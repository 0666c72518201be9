//! Lexer for Tracery component files using logos
//!
//! Logos provides extremely fast lexing via compile-time DFA generation.
//! The token set covers the subset of TSX that component files are made
//! of; anything the lexer does not know surfaces as an error span and is
//! treated as opaque text by the statement scanner.

use logos::Logos;

/// Token types for the supported TSX subset
#[derive(Logos, Debug, Clone, PartialEq)]
#[logos(skip r"[ \t\r\n]+")]  // Skip whitespace
pub enum Token<'src> {
    // Keywords
    #[token("import")]
    Import,
    #[token("from")]
    From,
    #[token("export")]
    Export,
    #[token("default")]
    Default,
    #[token("const")]
    Const,
    #[token("function")]
    Function,
    #[token("return")]
    Return,
    #[token("interface")]
    Interface,
    #[token("type")]
    TypeKw,
    #[token("as")]
    As,
    #[token("true")]
    True,
    #[token("false")]
    False,
    #[token("null")]
    Null,
    #[token("undefined")]
    Undefined,

    // Identifiers
    #[regex(r"[a-zA-Z_$][a-zA-Z0-9_$]*", |lex| lex.slice())]
    Ident(&'src str),

    // Literals
    #[regex(r#""([^"\\]|\\.)*""#, |lex| {
        let s = lex.slice();
        &s[1..s.len()-1]  // Strip quotes
    })]
    String(&'src str),

    #[regex(r"'([^'\\]|\\.)*'", |lex| {
        let s = lex.slice();
        &s[1..s.len()-1]  // Strip quotes
    })]
    SingleQuoteString(&'src str),

    // Kept whole, backticks included, so interpolation segments stay intact
    #[regex(r"`([^`\\]|\\.)*`", |lex| lex.slice())]
    TemplateString(&'src str),

    #[regex(r"-?[0-9]+(\.[0-9]+)?", |lex| lex.slice())]
    Number(&'src str),

    // Operators
    #[token("=>")]
    FatArrow,
    #[token("...")]
    Spread,
    #[token("+")]
    Plus,
    #[token("-")]
    Minus,
    #[token("*")]
    Star,
    #[token("/")]
    Slash,
    #[token("=")]
    Eq,
    #[token("<")]
    Lt,
    #[token(">")]
    Gt,
    #[token("|")]
    Pipe,
    #[token("&")]
    Amp,
    #[token("!")]
    Bang,
    #[token("?")]
    Question,

    // Punctuation
    #[token("{")]
    LBrace,
    #[token("}")]
    RBrace,
    #[token("(")]
    LParen,
    #[token(")")]
    RParen,
    #[token("[")]
    LBracket,
    #[token("]")]
    RBracket,
    #[token(",")]
    Comma,
    #[token(":")]
    Colon,
    #[token(";")]
    Semi,
    #[token(".")]
    Dot,

    // Comments
    #[regex(r"//[^\n]*", |lex| lex.slice())]
    LineComment(&'src str),

    #[regex(r"/\*\*[^*]*\*+(?:[^/*][^*]*\*+)*/", |lex| lex.slice())]
    DocComment(&'src str),

    #[regex(r"/\*[^*]*\*+(?:[^/*][^*]*\*+)*/", |lex| lex.slice())]
    BlockComment(&'src str),
}

impl<'src> Token<'src> {
    pub fn is_open_delim(&self) -> bool {
        matches!(self, Token::LBrace | Token::LParen | Token::LBracket)
    }

    pub fn is_close_delim(&self) -> bool {
        matches!(self, Token::RBrace | Token::RParen | Token::RBracket)
    }
}

/// Tokenize a source string, dropping non-doc comments and characters
/// the lexer does not recognize.
///
/// Unknown characters only ever appear inside statements the scanner
/// treats as opaque; their original text is always recoverable through
/// spans, so dropping the tokens never loses tracked syntax.
pub fn tokenize(source: &str) -> Vec<(Token, std::ops::Range<usize>)> {
    let lexer = Token::lexer(source);
    lexer
        .spanned()
        .filter_map(|(result, span)| result.ok().map(|token| (token, span)))
        .filter(|(token, _)| !matches!(token, Token::LineComment(_) | Token::BlockComment(_)))
        .collect()
}

#[cfg(test)]
mod tests {
    use super::*;

    #[test]
    fn test_keywords() {
        let source = "import export default const function return interface";
        let tokens = tokenize(source);

        assert_eq!(tokens[0].0, Token::Import);
        assert_eq!(tokens[1].0, Token::Export);
        assert_eq!(tokens[2].0, Token::Default);
        assert_eq!(tokens[3].0, Token::Const);
        assert_eq!(tokens[4].0, Token::Function);
        assert_eq!(tokens[5].0, Token::Return);
        assert_eq!(tokens[6].0, Token::Interface);
    }

    #[test]
    fn test_strings() {
        let tokens = tokenize(r#""hello world" 'single'"#);

        assert_eq!(tokens[0].0, Token::String("hello world"));
        assert_eq!(tokens[1].0, Token::SingleQuoteString("single"));
    }

    #[test]
    fn test_template_string_kept_whole() {
        let tokens = tokenize(r"`hello ${document.name}`");

        assert_eq!(tokens.len(), 1);
        assert_eq!(
            tokens[0].0,
            Token::TemplateString("`hello ${document.name}`")
        );
    }

    #[test]
    fn test_jsx_punctuation() {
        let tokens = tokenize("<Banner title=\"hi\" num={3} />");

        assert_eq!(tokens[0].0, Token::Lt);
        assert_eq!(tokens[1].0, Token::Ident("Banner"));
        assert_eq!(tokens[2].0, Token::Ident("title"));
        assert_eq!(tokens[3].0, Token::Eq);
        assert_eq!(tokens[4].0, Token::String("hi"));
        assert_eq!(tokens[5].0, Token::Ident("num"));
        assert_eq!(tokens[6].0, Token::Eq);
        assert_eq!(tokens[7].0, Token::LBrace);
        assert_eq!(tokens[8].0, Token::Number("3"));
        assert_eq!(tokens[9].0, Token::RBrace);
        assert_eq!(tokens[10].0, Token::Slash);
        assert_eq!(tokens[11].0, Token::Gt);
    }

    #[test]
    fn test_fat_arrow_and_spread() {
        let tokens = tokenize("(item) => ({ ...item })");

        assert!(tokens.iter().any(|(t, _)| *t == Token::FatArrow));
        assert!(tokens.iter().any(|(t, _)| *t == Token::Spread));
    }

    #[test]
    fn test_plain_comments_dropped_doc_kept() {
        let tokens = tokenize("// line\n/* block */\n/** doc */\nconst x = 1;");

        assert!(matches!(tokens[0].0, Token::DocComment(_)));
        assert_eq!(tokens[1].0, Token::Const);
    }

    #[test]
    fn test_negative_number() {
        let tokens = tokenize("{-5.5}");

        assert_eq!(tokens[1].0, Token::Number("-5.5"));
    }

    #[test]
    fn test_unknown_characters_skipped() {
        let tokens = tokenize("@decorator const x");

        assert_eq!(tokens[0].0, Token::Ident("decorator"));
        assert_eq!(tokens[1].0, Token::Const);
    }
}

· · · · ·

## Task statement
Scan the listing for the string "source". Copy each line that has it.

## Exercise answer
/// Tokenize a source string, dropping non-doc comments and characters
pub fn tokenize(source: &str) -> Vec<(Token, std::ops::Range<usize>)> {
    let lexer = Token::lexer(source);
        let source = "import export default const function return interface";
        let tokens = tokenize(source);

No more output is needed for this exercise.